◆ Your instructions:
Restate word for word the lines of the material below, from the line with "use tracing::debug;" to the line with "pub enum Param", both lines included, and no others.

◆ Working data:
== Segment start ==

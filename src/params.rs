//! Settable parameters and the lock-free control-to-render handoff.
//!
//! The control domain writes targets into [`SharedControls`]; the render
//! domain reads them once per block. Every slot is a single atomic scalar,
//! so a block never sees a torn value. Trigger and release requests are
//! sequence counters: the render side compares against the last value it
//! saw, so a request issued between two blocks is never lost or doubled.
//! The kind of the latest request is kept too, so a block that sees both
//! knows which came last.

use std::fmt;
use std::str::FromStr;
use std::sync::atomic::{AtomicU32, AtomicU8, Ordering};

use atomic_float::AtomicF32;
use tracing::debug;

use crate::config::{EngineConfig, InitialParams};
use crate::dsp::exciter::ExciterMode;
use crate::error::StringMorphError;

/// Every parameter reachable through `set_parameter`.
#[derive(Debug, Clone, Copy, PartialEq, Eq, Hash)]
pub enum Param {
    Tension,
    Damping,
    Excitation,
    Material,
    Frequency,
    Detune,
    Decay,
    Impulse,
}

impl Param {
    pub const COUNT: usize = 8;

    pub const ALL: [Param; Param::COUNT] = [
        Param::Tension,
        Param::Damping,
        Param::Excitation,
        Param::Material,
        Param::Frequency,
        Param::Detune,
        Param::Decay,
        Param::Impulse,
    ];

    pub fn index(self) -> usize {
        self as usize
    }

    pub fn name(self) -> &'static str {
        match self {
            Param::Tension => "tension",
            Param::Damping => "damping",
            Param::Excitation => "excitation",
            Param::Material => "material",
            Param::Frequency => "frequency",
            Param::Detune => "detune",
            Param::Decay => "decay",
            Param::Impulse => "impulse",
        }
    }

    /// Documented `[min, max]`; frequency bounds come from the engine config.
    pub fn range(self, config: &EngineConfig) -> (f64, f64) {
        match self {
            Param::Frequency => (config.min_frequency, config.max_frequency),
            _ => (0.0, 1.0),
        }
    }

    fn initial(self, initial: &InitialParams) -> f64 {
        match self {
            Param::Tension => initial.tension,
            Param::Damping => initial.damping,
            Param::Excitation => initial.excitation,
            Param::Material => initial.material,
            Param::Frequency => initial.frequency,
            Param::Detune => initial.detune,
            Param::Decay => initial.decay,
            Param::Impulse => initial.impulse,
        }
    }
}

impl fmt::Display for Param {
    fn fmt(&self, f: &mut fmt::Formatter<'_>) -> fmt::Result {
        f.write_str(self.name())
    }
}

impl FromStr for Param {
    type Err = StringMorphError;

    fn from_str(s: &str) -> Result<Self, Self::Err> {
        Param::ALL
            .into_iter()
            .find(|p| p.name().eq_ignore_ascii_case(s.trim()))
            .ok_or_else(|| StringMorphError::UnknownParameter(s.to_string()))
    }
}

/// Trigger mode slot value meaning "pick from the impulse control".
const MODE_FROM_IMPULSE: u8 = u8::MAX;

const EDGE_TRIGGER: u8 = 0;
const EDGE_RELEASE: u8 = 1;

/// A trigger or release request observed by the render domain.
#[derive(Debug, Clone, Copy, PartialEq)]
pub struct GateRequest {
    pub mode: Option<ExciterMode>,
    pub intensity: f64,
}

/// Block-rate snapshot of the control state.
#[derive(Debug, Clone, Copy, PartialEq)]
pub struct ControlSnapshot {
    pub values: [f64; Param::COUNT],
    pub trigger: Option<GateRequest>,
    pub release: bool,
    /// The most recent gate request was a release.
    pub released_last: bool,
}

impl ControlSnapshot {
    pub fn get(&self, param: Param) -> f64 {
        self.values[param.index()]
    }
}

/// Atomic parameter targets plus trigger/release sequence counters.
#[derive(Debug)]
pub struct SharedControls {
    targets: [AtomicF32; Param::COUNT],
    ranges: [(f64, f64); Param::COUNT],
    trigger_seq: AtomicU32,
    trigger_mode: AtomicU8,
    trigger_intensity: AtomicF32,
    release_seq: AtomicU32,
    last_edge: AtomicU8,
}

impl SharedControls {
    pub fn new(config: &EngineConfig) -> Self {
        let ranges = Param::ALL.map(|p| p.range(config));
        let targets = Param::ALL.map(|p| {
            let (lo, hi) = ranges[p.index()];
            AtomicF32::new(p.initial(&config.initial).clamp(lo, hi) as f32)
        });
        SharedControls {
            targets,
            ranges,
            trigger_seq: AtomicU32::new(0),
            trigger_mode: AtomicU8::new(MODE_FROM_IMPULSE),
            trigger_intensity: AtomicF32::new(1.0),
            release_seq: AtomicU32::new(0),
            last_edge: AtomicU8::new(EDGE_RELEASE),
        }
    }

    /// Store a new target, clamped into range. Returns the stored value.
    pub fn set(&self, param: Param, value: f64) -> f64 {
        let (lo, hi) = self.ranges[param.index()];
        let clamped = if value.is_nan() { lo } else { value.clamp(lo, hi) };
        if clamped != value {
            debug!(parameter = %param, requested = value, applied = clamped, "parameter clamped");
        }
        self.targets[param.index()].store(clamped as f32, Ordering::Relaxed);
        clamped
    }

    pub fn get(&self, param: Param) -> f64 {
        self.targets[param.index()].load(Ordering::Relaxed) as f64
    }

    /// Request a rising gate edge. `None` picks the mode from `impulse`.
    pub fn trigger(&self, mode: Option<ExciterMode>, intensity: f64) {
        let code = mode.map_or(MODE_FROM_IMPULSE, ExciterMode::as_u8);
        let intensity = if intensity.is_nan() { 0.0 } else { intensity.clamp(0.0, 1.0) };
        self.trigger_mode.store(code, Ordering::Relaxed);
        self.trigger_intensity.store(intensity as f32, Ordering::Relaxed);
        self.last_edge.store(EDGE_TRIGGER, Ordering::Relaxed);
        self.trigger_seq.fetch_add(1, Ordering::Release);
    }

    /// Request the gate ramp down.
    pub fn release(&self) {
        self.last_edge.store(EDGE_RELEASE, Ordering::Relaxed);
        self.release_seq.fetch_add(1, Ordering::Release);
    }

    /// Read everything once. `seen` holds the last observed
    /// `(trigger, release)` sequence numbers and is updated in place.
    pub fn snapshot(&self, seen: &mut (u32, u32)) -> ControlSnapshot {
        let trigger_seq = self.trigger_seq.load(Ordering::Acquire);
        let release_seq = self.release_seq.load(Ordering::Acquire);

        let trigger = (trigger_seq != seen.0).then(|| {
            let code = self.trigger_mode.load(Ordering::Relaxed);
            GateRequest {
                mode: (code != MODE_FROM_IMPULSE).then(|| ExciterMode::from_u8(code)),
                intensity: self.trigger_intensity.load(Ordering::Relaxed) as f64,
            }
        });
        let release = release_seq != seen.1;
        let released_last = self.last_edge.load(Ordering::Relaxed) == EDGE_RELEASE;
        *seen = (trigger_seq, release_seq);

        ControlSnapshot {
            values: Param::ALL.map(|p| self.get(p)),
            trigger,
            release,
            released_last,
        }
    }
}
//! Mixer: sums voice outputs with master gain, and the final output stage.

use super::filter::DcBlocker;

/// A summing mixer over a buffer allocated once at construction.
#[derive(Debug, Clone)]
pub struct Mixer {
    pub master_gain: f64,
    buffer: Vec<f64>,
}

impl Mixer {
    /// `max_block` bounds every later `clear`; nothing reallocates after this.
    pub fn new(max_block: usize) -> Self {
        Mixer {
            master_gain: 0.8,
            buffer: Vec::with_capacity(max_block),
        }
    }

    /// Zero the first `num_samples` slots (capped at the allocated capacity).
    pub fn clear(&mut self, num_samples: usize) {
        let n = num_samples.min(self.buffer.capacity());
        self.buffer.clear();
        self.buffer.resize(n, 0.0);
    }

    /// Add a sample at the given index.
    #[inline]
    pub fn add(&mut self, index: usize, sample: f64) {
        if let Some(slot) = self.buffer.get_mut(index) {
            *slot += sample;
        }
    }

    /// Mixed sample at `index` with master gain applied.
    #[inline]
    pub fn get(&self, index: usize) -> f64 {
        self.buffer.get(index).map_or(0.0, |s| s * self.master_gain)
    }

    pub fn len(&self) -> usize {
        self.buffer.len()
    }

    pub fn is_empty(&self) -> bool {
        self.buffer.is_empty()
    }
}

/// DC blocker followed by a tanh soft clipper.
#[derive(Debug, Clone)]
pub struct OutputStage {
    dc: DcBlocker,
    drive: f64,
    level: f64,
}

impl OutputStage {
    pub fn new(dc_pole: f64, drive: f64, level: f64) -> Self {
        OutputStage {
            dc: DcBlocker::new(dc_pole),
            drive,
            level,
        }
    }

    #[inline]
    pub fn process(&mut self, x: f64) -> f64 {
        soft_clip(self.dc.process(x) * self.drive) * self.level
    }

    pub fn reset(&mut self) {
        self.dc.reset();
    }
}

/// Soft clipper using tanh to prevent harsh digital clipping.
#[inline]
pub fn soft_clip(x: f64) -> f64 {
    x.tanh()
}
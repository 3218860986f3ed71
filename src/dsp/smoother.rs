//! Parameter smoother: first-order exponential approach to a moving target.

/// `current += (target - current) * (1 - exp(-Δt/τ))` once per step.
///
/// The step coefficient lies in (0, 1), so the value approaches the target
/// monotonically and never overshoots it.
#[derive(Debug, Clone)]
pub struct Smoother {
    current: f64,
    target: f64,
    coef: f64,
}

impl Smoother {
    /// `tau` is the time constant in seconds, `step_rate` how many steps run
    /// per second (the sample rate for per-sample smoothing).
    pub fn new(initial: f64, tau: f64, step_rate: f64) -> Self {
        Smoother {
            current: initial,
            target: initial,
            coef: Self::coefficient(tau, step_rate),
        }
    }

    /// Per-step blend factor for time constant `tau` at `step_rate` steps/s.
    pub fn coefficient(tau: f64, step_rate: f64) -> f64 {
        let steps = (tau * step_rate).max(1e-9);
        (1.0 - (-1.0 / steps).exp()).clamp(1e-12, 1.0)
    }

    pub fn set_target(&mut self, target: f64) {
        self.target = target;
    }

    /// Jump straight to `value`.
    pub fn snap(&mut self, value: f64) {
        self.current = value;
        self.target = value;
    }

    /// Advance one step and return the new current value.
    #[inline]
    pub fn next(&mut self) -> f64 {
        self.current += (self.target - self.current) * self.coef;
        self.current
    }

    pub fn current(&self) -> f64 {
        self.current
    }

    pub fn target(&self) -> f64 {
        self.target
    }

    pub fn is_settled(&self, tolerance: f64) -> bool {
        (self.target - self.current).abs() <= tolerance
    }
}

#[cfg(test)]
mod tests {
    use super::*;

    #[test]
    fn one_time_constant_reaches_63_percent() {
        let sr = 48000.0;
        let tau = 0.05;
        let mut s = Smoother::new(0.0, tau, sr);
        s.set_target(1.0);
        let steps = (tau * sr) as usize;
        for _ in 0..steps {
            s.next();
        }
        let expected = 1.0 - (-1.0_f64).exp();
        let v = s.current();
        assert!(
            (v - expected).abs() < 0.05 * expected,
            "after τ expected ~{expected}, got {v}"
        );
    }

    #[test]
    fn never_overshoots() {
        let mut s = Smoother::new(0.0, 0.001, 48000.0);
        s.set_target(1.0);
        let mut prev = 0.0;
        for _ in 0..48000 {
            let v = s.next();
            assert!(v <= 1.0, "overshoot: {v}");
            assert!(v >= prev, "not monotonic: {prev} -> {v}");
            prev = v;
        }
        assert!(s.is_settled(1e-9));
    }

    #[test]
    fn retargeting_mid_flight_has_no_jump() {
        let mut s = Smoother::new(0.0, 0.05, 48000.0);
        s.set_target(1.0);
        for _ in 0..1000 {
            s.next();
        }
        let before = s.current();
        s.set_target(0.0);
        let after = s.next();
        assert!((after - before).abs() < 0.01, "jumped {before} -> {after}");
    }

    #[test]
    fn snap_sets_both() {
        let mut s = Smoother::new(0.2, 0.05, 100.0);
        s.snap(0.9);
        assert_eq!(s.current(), 0.9);
        assert_eq!(s.target(), 0.9);
        assert_eq!(s.next(), 0.9);
    }
}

== Segment end ==

◆ Task result:
use tracing::debug;

use crate::config::{EngineConfig, InitialParams};
use crate::dsp::exciter::ExciterMode;
use crate::error::StringMorphError;

/// Every parameter reachable through `set_parameter`.
#[derive(Debug, Clone, Copy, PartialEq, Eq, Hash)]
pub enum Param {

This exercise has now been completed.